• **Exercise requirements**
Count, please, the lines in the listing below that contain "deletes", and reply with the count only.

• **Data for this task**
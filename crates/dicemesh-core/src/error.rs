//! Error types for the dicemesh core.

use thiserror::Error;

/// Core errors that can occur while building, encoding, or folding events.
#[derive(Debug, Error)]
pub enum CoreError {
    #[error("invalid signature")]
    InvalidSignature,

    #[error("invalid public key")]
    InvalidPublicKey,

    #[error("unknown event kind: {0}")]
    UnknownKind(u8),

    #[error("malformed event: {0}")]
    MalformedEvent(String),

    #[error("encoding error: {0}")]
    EncodingError(String),

    #[error("decoding error: {0}")]
    DecodingError(String),

    #[error("dice formula invalid: {0}")]
    FormulaInvalid(String),

    #[error("dice formula out of range: {0}")]
    FormulaOutOfRange(String),
}

/// Result type for core operations.
pub type Result<T> = std::result::Result<T, CoreError>;
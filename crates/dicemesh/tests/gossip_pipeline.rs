//! Full pipeline: two engines converging over the secure channel.

use std::time::Duration;

use tokio_util::sync::CancellationToken;

use dicemesh::{IdentityManager, MemorySecretStore, MemoryStore, SyncEngine};
use dicemesh_channel::{ChannelConfig, ChannelIdentity, SecureChannel};
use dicemesh_sync::{run_round, ChannelLink};

async fn engine(name: &str) -> SyncEngine<MemoryStore> {
    let secrets = MemorySecretStore::new();
    let identity = IdentityManager::initialize(&secrets, Some(name)).await.unwrap();
    let engine = SyncEngine::new(MemoryStore::new(), identity, CancellationToken::new());
    engine.initialize().await.unwrap();
    engine
}

fn channel_identity(engine: &SyncEngine<MemoryStore>) -> ChannelIdentity {
    let manager = engine.identity_manager();
    ChannelIdentity {
        keypair: manager.keypair().clone(),
        agreement: manager.agreement_secret(),
        device_name: manager.device_name().to_string(),
    }
}

#[tokio::test]
async fn test_engines_converge_over_secure_channel() {
    let alice = engine("alice").await;
    let bob = engine("bob").await;

    alice.append_chat_message(1, "the dragon stirs", None).await.unwrap();
    alice
        .append_dice_roll(1, 1, 20, 2, dicemesh::DiceMode::Normal)
        .await
        .unwrap();
    bob.append_chat_message(1, "ready my bow", None).await.unwrap();

    let (client, server) = tokio::io::duplex(256 * 1024);
    let alice_id = channel_identity(&alice);
    let bob_id = channel_identity(&bob);

    let accept = tokio::spawn(async move {
        SecureChannel::accept(
            server,
            &bob_id,
            ChannelConfig::default(),
            CancellationToken::new(),
        )
        .await
        .unwrap()
    });
    let (alice_channel, mut alice_events) = SecureChannel::connect(
        client,
        &alice_id,
        ChannelConfig::default(),
        CancellationToken::new(),
    )
    .await
    .unwrap();
    let (bob_channel, mut bob_events) = accept.await.unwrap();

    // The channel authenticated both identities.
    assert_eq!(alice_channel.peer().peer_id, bob.identity().peer_id);
    assert_eq!(bob_channel.peer().peer_id, alice.identity().peer_id);

    let timeout = Duration::from_secs(5);
    let (alice_report, bob_report) = tokio::join!(
        async {
            let mut link = ChannelLink::new(&alice_channel, &mut alice_events);
            run_round(&alice, &mut link, 1, timeout).await.unwrap()
        },
        async {
            let mut link = ChannelLink::new(&bob_channel, &mut bob_events);
            run_round(&bob, &mut link, 1, timeout).await.unwrap()
        },
    );

    assert_eq!(alice_report.sent, 2);
    assert_eq!(alice_report.imported, 1);
    assert_eq!(bob_report.sent, 1);
    assert_eq!(bob_report.imported, 2);

    let alice_state = alice.get_session_state(1).await.unwrap();
    let bob_state = bob.get_session_state(1).await.unwrap();
    assert_eq!(alice_state, bob_state);
    assert_eq!(alice_state.chat.len(), 2);
    assert_eq!(alice_state.dice_history.len(), 1);
    assert!(alice_state.dice_history[0].signature_valid);

    alice_channel.close().await.unwrap();
}
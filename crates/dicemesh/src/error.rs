//! Error types for the engine facade.

use thiserror::Error;

use crate::secrets::SecretsError;

/// Engine error type.
#[derive(Debug, Error)]
pub enum EngineError {
    /// Operation attempted before `initialize` completed.
    #[error("engine not initialized")]
    NotInitialized,

    /// An imported event's transmitted id disagrees with the recomputed id.
    #[error("content hash mismatch: transmitted {transmitted}, computed {computed}")]
    ContentHashMismatch {
        transmitted: String,
        computed: String,
    },

    /// Underlying store failure.
    #[error("storage failure: {0}")]
    Storage(#[from] dicemesh_store::StoreError),

    /// Core event construction or codec failure.
    #[error(transparent)]
    Core(#[from] dicemesh_core::CoreError),

    /// Secure storage failure.
    #[error(transparent)]
    Secrets(#[from] SecretsError),

    /// Caller requested cancellation.
    #[error("cancelled")]
    Cancelled,
}

/// Result type for engine operations.
pub type Result<T> = std::result::Result<T, EngineError>;
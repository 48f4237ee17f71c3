//! Error types for the gossip exchange.

use thiserror::Error;

/// Errors that can occur during a gossip round.
#[derive(Debug, Error)]
pub enum GossipError {
    /// Wire record or message serialization failed.
    #[error("encoding error: {0}")]
    Encoding(String),

    /// Wire record or message deserialization failed.
    #[error("decoding error: {0}")]
    Decoding(String),

    /// The secure channel below failed.
    #[error("channel error: {0}")]
    Channel(#[from] dicemesh_channel::ChannelError),

    /// The local event log rejected an operation.
    #[error("event log error: {0}")]
    Log(String),

    /// The peer went silent mid-round.
    #[error("timeout: {0}")]
    Timeout(String),

    /// The peer disconnected mid-round.
    #[error("peer disconnected")]
    PeerDisconnected,
}

/// Result type for gossip operations.
pub type Result<T> = std::result::Result<T, GossipError>;
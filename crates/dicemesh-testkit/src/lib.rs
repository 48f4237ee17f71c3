//! # Dicemesh Testkit
//!
//! Testing utilities shared by the dicemesh crates:
//!
//! - **Fixtures**: deterministic identities and ready-made event builders
//!   for setting up scenarios ([`fixtures`]).
//! - **Generators**: proptest strategies for property-based testing,
//!   including the random op lists used by convergence tests
//!   ([`generators`]).

pub mod fixtures;
pub mod generators;

pub use fixtures::TestFixture;
pub use generators::{op_list, Op};
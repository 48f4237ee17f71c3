//! Events: the atomic unit of the session log.
//!
//! An event is immutable once created. Edits and deletes are represented as
//! later events; the log itself is append-only and forms a DAG through the
//! `parents` edges.

use serde::{Deserialize, Serialize};
use std::fmt;
use uuid::Uuid;

use crate::clock::VectorClock;
use crate::crypto::PeerId;
use crate::dice::DiceRollEvidence;
use crate::error::CoreError;

/// The kind of event, with stable wire numbers.
#[derive(Debug, Clone, Copy, PartialEq, Eq, Hash, Serialize, Deserialize)]
#[repr(u8)]
pub enum EventKind {
    /// An ordered chat message.
    ChatMessage = 0,
    /// Last-writer-wins presence update for one peer.
    Presence = 1,
    /// Last-writer-wins keyed flag write or delete.
    FlagUpdate = 2,
    /// A signed dice roll.
    DiceRoll = 3,
}

impl EventKind {
    /// Convert to the wire number.
    pub fn to_u8(self) -> u8 {
        self as u8
    }

    /// Try to parse from the wire number.
    pub fn from_u8(value: u8) -> Option<Self> {
        match value {
            0 => Some(Self::ChatMessage),
            1 => Some(Self::Presence),
            2 => Some(Self::FlagUpdate),
            3 => Some(Self::DiceRoll),
            _ => None,
        }
    }
}

/// Content-addressed event identifier: uppercase-hex SHA-256 of the
/// canonical serialization (see [`crate::codec`]).
#[derive(Clone, PartialEq, Eq, PartialOrd, Ord, Hash, Serialize, Deserialize)]
#[serde(transparent)]
pub struct EventId(String);

impl EventId {
    /// Wrap an already-computed id.
    pub fn from_string(s: impl Into<String>) -> Self {
        Self(s.into())
    }

    /// Get the hex string.
    pub fn as_str(&self) -> &str {
        &self.0
    }
}

impl fmt::Debug for EventId {
    fn fmt(&self, f: &mut fmt::Formatter<'_>) -> fmt::Result {
        write!(f, "EventId({})", &self.0[..self.0.len().min(16)])
    }
}

impl fmt::Display for EventId {
    fn fmt(&self, f: &mut fmt::Formatter<'_>) -> fmt::Result {
        write!(f, "{}", self.0)
    }
}

impl AsRef<str> for EventId {
    fn as_ref(&self) -> &str {
        &self.0
    }
}

/// Body of a chat message event.
#[derive(Debug, Clone, PartialEq, Serialize, Deserialize)]
#[serde(rename_all = "camelCase")]
pub struct ChatMessageBody {
    pub message_id: Uuid,
    pub peer_id: PeerId,
    pub device_name: String,
    pub content: String,
    /// Author-claimed creation time (Unix ms). Untrusted.
    pub created_at: i64,
    /// Anchor: the message is ordered immediately after this event.
    /// Absent means "append at the end".
    #[serde(skip_serializing_if = "Option::is_none", default)]
    pub after_event_id: Option<EventId>,
}

/// Body of a presence event.
#[derive(Debug, Clone, PartialEq, Serialize, Deserialize)]
#[serde(rename_all = "camelCase")]
pub struct PresenceBody {
    pub peer_id: PeerId,
    pub is_online: bool,
    /// Monotone per-peer version, produced by the local writer.
    pub version: u64,
    pub updated_at: i64,
    pub device_name: String,
    pub change_id: Uuid,
    #[serde(skip_serializing_if = "Option::is_none", default)]
    pub status: Option<String>,
}

/// Body of a flag write. A missing `value` deletes the key; the event log
/// itself is the tombstone.
#[derive(Debug, Clone, PartialEq, Serialize, Deserialize)]
#[serde(rename_all = "camelCase")]
pub struct FlagUpdateBody {
    pub key: String,
    #[serde(skip_serializing_if = "Option::is_none", default)]
    pub value: Option<String>,
    pub version: u64,
    pub updated_at: i64,
    pub change_id: Uuid,
}

/// Body of a signed dice roll: the evidence plus the roller's signature
/// over the canonical evidence bytes (base64).
#[derive(Debug, Clone, PartialEq, Serialize, Deserialize)]
#[serde(rename_all = "camelCase")]
pub struct DiceRollBody {
    pub evidence: DiceRollEvidence,
    pub signature: String,
}

/// Kind-specific event payload.
#[derive(Debug, Clone, PartialEq)]
pub enum EventBody {
    ChatMessage(ChatMessageBody),
    Presence(PresenceBody),
    FlagUpdate(FlagUpdateBody),
    DiceRoll(DiceRollBody),
}

impl EventBody {
    /// The kind tag for this body.
    pub fn kind(&self) -> EventKind {
        match self {
            Self::ChatMessage(_) => EventKind::ChatMessage,
            Self::Presence(_) => EventKind::Presence,
            Self::FlagUpdate(_) => EventKind::FlagUpdate,
            Self::DiceRoll(_) => EventKind::DiceRoll,
        }
    }

    /// Canonical payload JSON: camelCase, compact, null-valued fields
    /// omitted. This is the exact text hashed into the event id.
    pub fn payload_json(&self) -> Result<String, CoreError> {
        let result = match self {
            Self::ChatMessage(b) => serde_json::to_string(b),
            Self::Presence(b) => serde_json::to_string(b),
            Self::FlagUpdate(b) => serde_json::to_string(b),
            Self::DiceRoll(b) => serde_json::to_string(b),
        };
        result.map_err(|e| CoreError::EncodingError(e.to_string()))
    }

    /// Parse a payload by its kind tag.
    pub fn from_payload_json(kind: EventKind, payload: &str) -> Result<Self, CoreError> {
        let body = match kind {
            EventKind::ChatMessage => Self::ChatMessage(
                serde_json::from_str(payload)
                    .map_err(|e| CoreError::DecodingError(e.to_string()))?,
            ),
            EventKind::Presence => Self::Presence(
                serde_json::from_str(payload)
                    .map_err(|e| CoreError::DecodingError(e.to_string()))?,
            ),
            EventKind::FlagUpdate => Self::FlagUpdate(
                serde_json::from_str(payload)
                    .map_err(|e| CoreError::DecodingError(e.to_string()))?,
            ),
            EventKind::DiceRoll => Self::DiceRoll(
                serde_json::from_str(payload)
                    .map_err(|e| CoreError::DecodingError(e.to_string()))?,
            ),
        };
        Ok(body)
    }
}

/// A complete event: metadata, causal context, and body.
#[derive(Debug, Clone, PartialEq)]
pub struct EventRecord {
    /// Content-addressed id (uppercase-hex SHA-256).
    pub event_id: EventId,
    /// Which session's log this event belongs to.
    pub session_id: i64,
    /// Kind tag, redundant with the body but kept for cheap dispatch.
    pub kind: EventKind,
    /// Monotone logical clock, strictly above all known parents.
    pub lamport_clock: u64,
    /// Producer-claimed wall clock (Unix ms). Untrusted.
    pub timestamp: i64,
    /// Parent event ids (the session heads at produce time).
    pub parents: Vec<EventId>,
    /// Causal context at produce time.
    pub vector_clock: VectorClock,
    /// Kind-specific payload.
    pub body: EventBody,
    /// Whether this replica received the event from a peer.
    pub is_imported: bool,
}

impl EventRecord {
    /// Parent ids sorted ordinally ascending, as hashed and persisted.
    pub fn sorted_parents(&self) -> Vec<EventId> {
        let mut parents = self.parents.clone();
        parents.sort();
        parents
    }
}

• **Result below**
2